* _Assignment_
Where the string "bool" occurs in a line of the data below, that line should be copied.

Records for this task START

//! Axis remapping between the rig convention and the JBeam/COLLADA convention
//!
//! Rigs use X=right, Y=forward, Z=up. The target uses X=right, Y=up,
//! Z=forward. The mapping `(x, y, z) -> (x, z, y)` is an orthonormal axis
//! permutation, so positions, normals, rotations and scales all go through
//! the same function and applying it twice is the identity.

use serde::{Deserialize, Serialize};

/// Which way coordinates flow out of the converter
#[derive(Debug, Clone, Copy, PartialEq, Eq, Default, Serialize, Deserialize)]
#[serde(rename_all = "snake_case")]
pub enum CoordinateTransform {
    /// Swap Y and Z
    #[default]
    SourceToTarget,
    /// Leave values in the source convention
    Identity,
}

impl CoordinateTransform {
    pub fn apply<T: Copy>(self, v: [T; 3]) -> [T; 3] {
        match self {
            CoordinateTransform::SourceToTarget => swap_yz(v),
            CoordinateTransform::Identity => v,
        }
    }

    pub fn is_identity(self) -> bool {
        self == CoordinateTransform::Identity
    }

    /// The Y/Z swap is a reflection: triangle winding has to be reversed to
    /// keep faces pointing outwards
    pub fn flips_winding(self) -> bool {
        self == CoordinateTransform::SourceToTarget
    }

    /// COLLADA `up_axis` value describing the output of this transform
    pub fn up_axis(self) -> &'static str {
        match self {
            CoordinateTransform::SourceToTarget => "Y_UP",
            CoordinateTransform::Identity => "Z_UP",
        }
    }
}

#[inline]
pub fn swap_yz<T: Copy>([x, y, z]: [T; 3]) -> [T; 3] {
    [x, z, y]
}

#[cfg(test)]
mod tests {
    use super::*;
    use proptest::prelude::*;

    #[test]
    fn test_swaps_y_and_z() {
        let t = CoordinateTransform::SourceToTarget;
        assert_eq!(t.apply([1.0, 2.0, 3.0]), [1.0, 3.0, 2.0]);
        assert_eq!(CoordinateTransform::Identity.apply([1.0, 2.0, 3.0]), [1.0, 2.0, 3.0]);
    }

    #[test]
    fn test_swap_is_a_reflection() {
        // determinant of the permutation matrix
        let [a, b, c] = [[1.0, 0.0, 0.0], [0.0, 1.0, 0.0], [0.0, 0.0, 1.0]].map(|v| CoordinateTransform::SourceToTarget.apply(v));
        let det = a[0] * (b[1] * c[2] - b[2] * c[1]) - a[1] * (b[0] * c[2] - b[2] * c[0]) + a[2] * (b[0] * c[1] - b[1] * c[0]);
        assert_eq!(det, -1.0);
        assert!(CoordinateTransform::SourceToTarget.flips_winding());
        assert!(!CoordinateTransform::Identity.flips_winding());
    }

    #[test]
    fn test_up_axis() {
        assert_eq!(CoordinateTransform::default().up_axis(), "Y_UP");
        assert_eq!(CoordinateTransform::Identity.up_axis(), "Z_UP");
    }

    proptest! {
        #[test]
        fn prop_transform_is_self_inverse(v in prop::array::uniform3(any::<f64>().prop_filter("finite", |x| x.is_finite()))) {
            let t = CoordinateTransform::SourceToTarget;
            let back = t.apply(t.apply(v));
            prop_assert_eq!(back[0].to_bits(), v[0].to_bits());
            prop_assert_eq!(back[1].to_bits(), v[1].to_bits());
            prop_assert_eq!(back[2].to_bits(), v[2].to_bits());
        }

        #[test]
        fn prop_f32_normals_survive_round_trip(v in prop::array::uniform3(-1.0f32..1.0f32)) {
            let t = CoordinateTransform::SourceToTarget;
            prop_assert_eq!(t.apply(t.apply(v)), v);
        }
    }
}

Records for this task END

* _Answer section_
    pub fn is_identity(self) -> bool {
    pub fn flips_winding(self) -> bool {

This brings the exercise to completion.